Start of EXTRACTED INFORMATION
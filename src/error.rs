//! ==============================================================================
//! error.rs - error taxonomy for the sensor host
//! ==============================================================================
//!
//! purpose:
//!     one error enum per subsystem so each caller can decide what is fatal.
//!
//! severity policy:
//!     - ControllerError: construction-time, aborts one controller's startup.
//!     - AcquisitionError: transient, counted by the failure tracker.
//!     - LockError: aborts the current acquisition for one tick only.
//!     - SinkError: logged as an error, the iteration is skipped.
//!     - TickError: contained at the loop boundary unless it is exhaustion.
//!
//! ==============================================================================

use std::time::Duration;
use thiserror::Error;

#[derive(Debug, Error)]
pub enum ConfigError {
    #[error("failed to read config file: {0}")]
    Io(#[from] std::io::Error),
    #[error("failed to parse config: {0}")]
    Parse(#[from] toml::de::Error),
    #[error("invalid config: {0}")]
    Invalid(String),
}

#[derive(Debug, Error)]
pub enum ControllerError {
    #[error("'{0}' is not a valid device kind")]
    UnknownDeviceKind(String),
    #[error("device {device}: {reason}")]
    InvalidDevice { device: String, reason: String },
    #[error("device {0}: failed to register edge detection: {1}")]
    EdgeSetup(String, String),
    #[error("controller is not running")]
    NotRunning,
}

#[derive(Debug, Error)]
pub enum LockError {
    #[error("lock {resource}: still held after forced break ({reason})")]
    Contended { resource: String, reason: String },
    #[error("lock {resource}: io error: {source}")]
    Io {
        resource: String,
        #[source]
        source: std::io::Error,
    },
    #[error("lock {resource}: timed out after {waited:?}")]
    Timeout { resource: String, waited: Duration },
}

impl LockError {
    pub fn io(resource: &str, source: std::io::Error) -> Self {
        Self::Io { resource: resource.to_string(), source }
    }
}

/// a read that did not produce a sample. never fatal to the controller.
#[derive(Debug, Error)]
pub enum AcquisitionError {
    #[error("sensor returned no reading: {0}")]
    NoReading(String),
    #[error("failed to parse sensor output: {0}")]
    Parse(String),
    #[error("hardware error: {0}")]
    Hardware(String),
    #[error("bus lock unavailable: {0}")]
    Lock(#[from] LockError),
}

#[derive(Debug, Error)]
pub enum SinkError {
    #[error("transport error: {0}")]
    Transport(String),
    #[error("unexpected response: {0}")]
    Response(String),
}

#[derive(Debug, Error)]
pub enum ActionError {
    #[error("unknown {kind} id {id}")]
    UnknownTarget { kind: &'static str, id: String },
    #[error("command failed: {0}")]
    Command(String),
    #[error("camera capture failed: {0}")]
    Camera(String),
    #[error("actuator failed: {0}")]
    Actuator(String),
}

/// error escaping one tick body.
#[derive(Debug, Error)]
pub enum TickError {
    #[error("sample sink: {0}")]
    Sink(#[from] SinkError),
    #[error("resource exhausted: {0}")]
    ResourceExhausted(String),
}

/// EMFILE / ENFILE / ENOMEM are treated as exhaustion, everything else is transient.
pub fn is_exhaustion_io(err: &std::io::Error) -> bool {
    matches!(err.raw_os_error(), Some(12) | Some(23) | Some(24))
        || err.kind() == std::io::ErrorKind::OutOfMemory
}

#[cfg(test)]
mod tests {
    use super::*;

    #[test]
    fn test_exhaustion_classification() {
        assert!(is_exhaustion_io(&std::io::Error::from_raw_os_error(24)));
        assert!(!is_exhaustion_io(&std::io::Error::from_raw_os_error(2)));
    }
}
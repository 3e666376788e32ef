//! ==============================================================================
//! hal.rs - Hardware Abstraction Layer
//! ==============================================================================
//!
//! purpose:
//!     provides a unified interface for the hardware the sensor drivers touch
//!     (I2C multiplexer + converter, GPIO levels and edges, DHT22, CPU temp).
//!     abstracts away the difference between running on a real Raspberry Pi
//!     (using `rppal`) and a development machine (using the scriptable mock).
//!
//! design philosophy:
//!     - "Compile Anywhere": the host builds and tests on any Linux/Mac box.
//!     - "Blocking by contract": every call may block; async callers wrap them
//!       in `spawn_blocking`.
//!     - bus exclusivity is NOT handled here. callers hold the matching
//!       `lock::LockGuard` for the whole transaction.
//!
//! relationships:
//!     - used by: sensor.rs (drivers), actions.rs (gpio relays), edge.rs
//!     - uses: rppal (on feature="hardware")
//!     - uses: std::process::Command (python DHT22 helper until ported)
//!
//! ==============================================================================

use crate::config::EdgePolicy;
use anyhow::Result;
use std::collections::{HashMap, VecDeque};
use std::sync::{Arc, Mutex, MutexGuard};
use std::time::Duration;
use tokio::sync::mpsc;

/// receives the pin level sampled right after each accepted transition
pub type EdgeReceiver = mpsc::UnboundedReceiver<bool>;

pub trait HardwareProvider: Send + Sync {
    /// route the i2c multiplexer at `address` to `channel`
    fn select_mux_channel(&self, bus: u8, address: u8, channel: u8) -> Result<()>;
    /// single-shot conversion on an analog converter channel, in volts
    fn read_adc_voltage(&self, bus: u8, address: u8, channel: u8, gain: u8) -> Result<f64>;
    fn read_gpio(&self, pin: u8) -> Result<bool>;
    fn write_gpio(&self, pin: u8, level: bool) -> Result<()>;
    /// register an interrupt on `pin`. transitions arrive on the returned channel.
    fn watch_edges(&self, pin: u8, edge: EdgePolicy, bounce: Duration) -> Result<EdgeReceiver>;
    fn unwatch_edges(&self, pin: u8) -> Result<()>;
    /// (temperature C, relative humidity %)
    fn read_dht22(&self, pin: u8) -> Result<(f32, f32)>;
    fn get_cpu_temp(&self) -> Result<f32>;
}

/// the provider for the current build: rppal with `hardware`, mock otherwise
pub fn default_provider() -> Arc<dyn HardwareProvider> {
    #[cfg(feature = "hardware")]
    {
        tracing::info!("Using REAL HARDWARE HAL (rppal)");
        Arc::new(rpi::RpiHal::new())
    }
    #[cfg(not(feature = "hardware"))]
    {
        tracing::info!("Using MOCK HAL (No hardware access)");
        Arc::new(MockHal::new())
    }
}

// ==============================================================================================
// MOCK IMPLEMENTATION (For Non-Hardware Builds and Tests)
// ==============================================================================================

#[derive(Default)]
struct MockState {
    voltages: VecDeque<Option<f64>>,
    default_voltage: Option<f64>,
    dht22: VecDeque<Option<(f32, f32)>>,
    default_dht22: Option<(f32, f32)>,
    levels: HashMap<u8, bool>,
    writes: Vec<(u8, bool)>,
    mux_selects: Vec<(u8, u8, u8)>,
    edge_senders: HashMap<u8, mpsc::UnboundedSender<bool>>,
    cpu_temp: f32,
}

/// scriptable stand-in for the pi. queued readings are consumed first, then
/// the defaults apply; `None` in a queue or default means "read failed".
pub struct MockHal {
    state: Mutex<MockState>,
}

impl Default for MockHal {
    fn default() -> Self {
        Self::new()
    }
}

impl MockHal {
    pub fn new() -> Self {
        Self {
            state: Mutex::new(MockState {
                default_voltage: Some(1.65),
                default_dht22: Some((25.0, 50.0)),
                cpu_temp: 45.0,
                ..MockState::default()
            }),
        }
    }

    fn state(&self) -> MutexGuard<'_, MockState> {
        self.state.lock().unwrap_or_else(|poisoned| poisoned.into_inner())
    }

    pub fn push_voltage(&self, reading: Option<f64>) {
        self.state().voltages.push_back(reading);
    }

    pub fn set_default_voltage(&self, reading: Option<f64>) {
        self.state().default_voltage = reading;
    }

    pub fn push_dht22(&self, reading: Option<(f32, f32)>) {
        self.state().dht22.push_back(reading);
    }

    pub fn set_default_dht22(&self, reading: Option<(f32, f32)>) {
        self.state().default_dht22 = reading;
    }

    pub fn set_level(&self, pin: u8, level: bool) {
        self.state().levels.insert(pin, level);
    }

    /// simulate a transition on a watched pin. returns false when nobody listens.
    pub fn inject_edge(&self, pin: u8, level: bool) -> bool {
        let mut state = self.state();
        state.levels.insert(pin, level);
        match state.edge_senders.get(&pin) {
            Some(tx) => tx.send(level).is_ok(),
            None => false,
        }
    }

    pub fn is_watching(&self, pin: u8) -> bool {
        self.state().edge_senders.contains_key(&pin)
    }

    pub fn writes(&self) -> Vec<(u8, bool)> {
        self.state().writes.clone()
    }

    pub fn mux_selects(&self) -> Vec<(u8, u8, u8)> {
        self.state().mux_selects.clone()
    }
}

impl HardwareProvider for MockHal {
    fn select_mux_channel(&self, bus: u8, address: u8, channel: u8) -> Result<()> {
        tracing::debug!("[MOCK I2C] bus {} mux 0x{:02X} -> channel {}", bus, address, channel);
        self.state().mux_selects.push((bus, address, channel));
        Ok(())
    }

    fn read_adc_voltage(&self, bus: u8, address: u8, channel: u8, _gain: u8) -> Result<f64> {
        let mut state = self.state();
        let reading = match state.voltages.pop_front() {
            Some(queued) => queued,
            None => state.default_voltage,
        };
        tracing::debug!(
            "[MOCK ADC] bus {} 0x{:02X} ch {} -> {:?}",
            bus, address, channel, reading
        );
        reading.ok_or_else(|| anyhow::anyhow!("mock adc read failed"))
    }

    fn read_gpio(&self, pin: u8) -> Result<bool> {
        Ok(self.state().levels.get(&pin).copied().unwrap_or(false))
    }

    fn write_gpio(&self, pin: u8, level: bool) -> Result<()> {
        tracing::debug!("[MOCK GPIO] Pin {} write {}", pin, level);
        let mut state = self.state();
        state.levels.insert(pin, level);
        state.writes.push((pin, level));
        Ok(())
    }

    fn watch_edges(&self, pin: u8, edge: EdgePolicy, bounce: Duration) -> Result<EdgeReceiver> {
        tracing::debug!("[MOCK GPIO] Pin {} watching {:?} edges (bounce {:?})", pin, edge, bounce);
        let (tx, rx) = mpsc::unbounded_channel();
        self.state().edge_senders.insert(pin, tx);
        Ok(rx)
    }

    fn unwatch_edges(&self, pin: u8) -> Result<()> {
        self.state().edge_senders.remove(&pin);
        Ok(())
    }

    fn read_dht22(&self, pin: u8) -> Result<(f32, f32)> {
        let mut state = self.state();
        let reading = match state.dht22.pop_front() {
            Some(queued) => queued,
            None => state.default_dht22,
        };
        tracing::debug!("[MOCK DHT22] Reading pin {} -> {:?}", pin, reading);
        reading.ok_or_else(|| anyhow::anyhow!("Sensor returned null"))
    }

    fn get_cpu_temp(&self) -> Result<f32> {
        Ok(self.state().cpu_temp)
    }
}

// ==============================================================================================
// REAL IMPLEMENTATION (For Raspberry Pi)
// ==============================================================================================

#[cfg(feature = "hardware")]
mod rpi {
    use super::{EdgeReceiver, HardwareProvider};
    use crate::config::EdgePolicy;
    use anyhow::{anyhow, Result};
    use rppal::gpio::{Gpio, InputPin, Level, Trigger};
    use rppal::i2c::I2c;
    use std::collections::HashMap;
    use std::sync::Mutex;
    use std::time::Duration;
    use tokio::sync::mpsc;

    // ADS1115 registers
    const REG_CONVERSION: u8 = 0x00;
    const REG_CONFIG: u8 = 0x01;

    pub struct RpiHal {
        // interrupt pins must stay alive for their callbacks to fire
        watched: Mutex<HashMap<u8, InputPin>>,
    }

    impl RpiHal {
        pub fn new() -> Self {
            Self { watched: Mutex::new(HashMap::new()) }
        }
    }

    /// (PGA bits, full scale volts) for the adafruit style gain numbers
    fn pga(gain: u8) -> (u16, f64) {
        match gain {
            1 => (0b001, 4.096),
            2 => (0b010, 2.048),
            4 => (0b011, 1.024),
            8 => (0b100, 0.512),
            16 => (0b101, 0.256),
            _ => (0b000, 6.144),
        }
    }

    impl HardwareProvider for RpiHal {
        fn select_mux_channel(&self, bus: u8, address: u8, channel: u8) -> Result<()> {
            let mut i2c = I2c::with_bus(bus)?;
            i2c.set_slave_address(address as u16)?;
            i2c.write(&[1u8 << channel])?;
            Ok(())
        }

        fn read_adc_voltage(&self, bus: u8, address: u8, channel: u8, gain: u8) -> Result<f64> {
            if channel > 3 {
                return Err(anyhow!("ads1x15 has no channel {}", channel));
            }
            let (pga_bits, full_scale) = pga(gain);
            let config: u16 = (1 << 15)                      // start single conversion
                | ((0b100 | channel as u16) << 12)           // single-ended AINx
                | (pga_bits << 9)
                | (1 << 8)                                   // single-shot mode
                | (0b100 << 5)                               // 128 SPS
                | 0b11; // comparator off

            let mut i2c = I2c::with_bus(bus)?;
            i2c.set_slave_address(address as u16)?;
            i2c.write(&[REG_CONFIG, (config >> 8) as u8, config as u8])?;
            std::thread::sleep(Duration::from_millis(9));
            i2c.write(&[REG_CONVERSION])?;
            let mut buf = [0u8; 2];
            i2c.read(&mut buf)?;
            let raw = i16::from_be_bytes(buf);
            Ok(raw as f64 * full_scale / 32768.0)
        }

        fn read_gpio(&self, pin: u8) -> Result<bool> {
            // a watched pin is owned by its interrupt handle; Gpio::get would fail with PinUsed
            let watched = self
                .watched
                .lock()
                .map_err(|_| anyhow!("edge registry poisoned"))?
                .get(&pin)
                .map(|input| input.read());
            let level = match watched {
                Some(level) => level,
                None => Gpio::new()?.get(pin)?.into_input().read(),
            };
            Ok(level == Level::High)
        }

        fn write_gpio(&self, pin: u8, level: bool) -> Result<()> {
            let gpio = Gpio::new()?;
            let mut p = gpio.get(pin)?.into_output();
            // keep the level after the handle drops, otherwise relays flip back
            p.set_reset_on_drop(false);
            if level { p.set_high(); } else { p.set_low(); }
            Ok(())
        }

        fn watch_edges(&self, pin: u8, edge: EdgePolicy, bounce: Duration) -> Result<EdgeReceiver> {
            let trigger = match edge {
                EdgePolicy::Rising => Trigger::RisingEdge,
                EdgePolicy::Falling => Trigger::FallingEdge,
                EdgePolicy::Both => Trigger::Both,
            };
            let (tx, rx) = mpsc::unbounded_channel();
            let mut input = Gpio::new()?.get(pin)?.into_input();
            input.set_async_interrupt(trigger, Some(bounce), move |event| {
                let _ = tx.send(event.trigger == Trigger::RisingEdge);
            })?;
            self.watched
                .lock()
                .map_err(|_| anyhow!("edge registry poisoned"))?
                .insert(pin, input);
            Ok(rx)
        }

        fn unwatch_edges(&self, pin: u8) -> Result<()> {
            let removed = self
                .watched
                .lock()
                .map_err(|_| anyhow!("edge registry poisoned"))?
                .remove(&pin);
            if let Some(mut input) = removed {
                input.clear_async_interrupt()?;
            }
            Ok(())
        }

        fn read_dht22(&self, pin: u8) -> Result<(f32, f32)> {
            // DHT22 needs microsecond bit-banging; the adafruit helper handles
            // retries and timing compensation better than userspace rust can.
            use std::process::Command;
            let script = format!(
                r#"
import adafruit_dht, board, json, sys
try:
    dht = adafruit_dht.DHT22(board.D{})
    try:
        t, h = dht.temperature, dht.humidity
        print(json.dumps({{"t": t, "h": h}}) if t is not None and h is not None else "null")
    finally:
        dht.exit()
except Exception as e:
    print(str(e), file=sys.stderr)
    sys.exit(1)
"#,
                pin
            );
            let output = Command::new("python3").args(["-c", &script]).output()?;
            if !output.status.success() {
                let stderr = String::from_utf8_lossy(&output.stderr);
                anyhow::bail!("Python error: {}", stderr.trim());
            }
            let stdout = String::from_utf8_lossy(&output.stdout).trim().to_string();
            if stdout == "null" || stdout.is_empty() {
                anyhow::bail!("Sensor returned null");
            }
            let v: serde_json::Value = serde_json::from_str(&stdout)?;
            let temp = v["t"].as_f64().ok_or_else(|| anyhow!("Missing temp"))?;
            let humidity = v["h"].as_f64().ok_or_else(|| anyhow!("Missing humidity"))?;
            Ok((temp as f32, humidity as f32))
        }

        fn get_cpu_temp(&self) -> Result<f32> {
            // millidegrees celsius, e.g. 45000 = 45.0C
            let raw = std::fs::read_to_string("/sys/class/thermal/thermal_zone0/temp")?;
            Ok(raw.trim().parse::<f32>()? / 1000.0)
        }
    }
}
End of EXTRACTED INFORMATION
== BRIEF ==
Filter the listing by the string "aborts"; copy each matching line.

== REPLY ==
//!     - ControllerError: construction-time, aborts one controller's startup.
//!     - LockError: aborts the current acquisition for one tick only.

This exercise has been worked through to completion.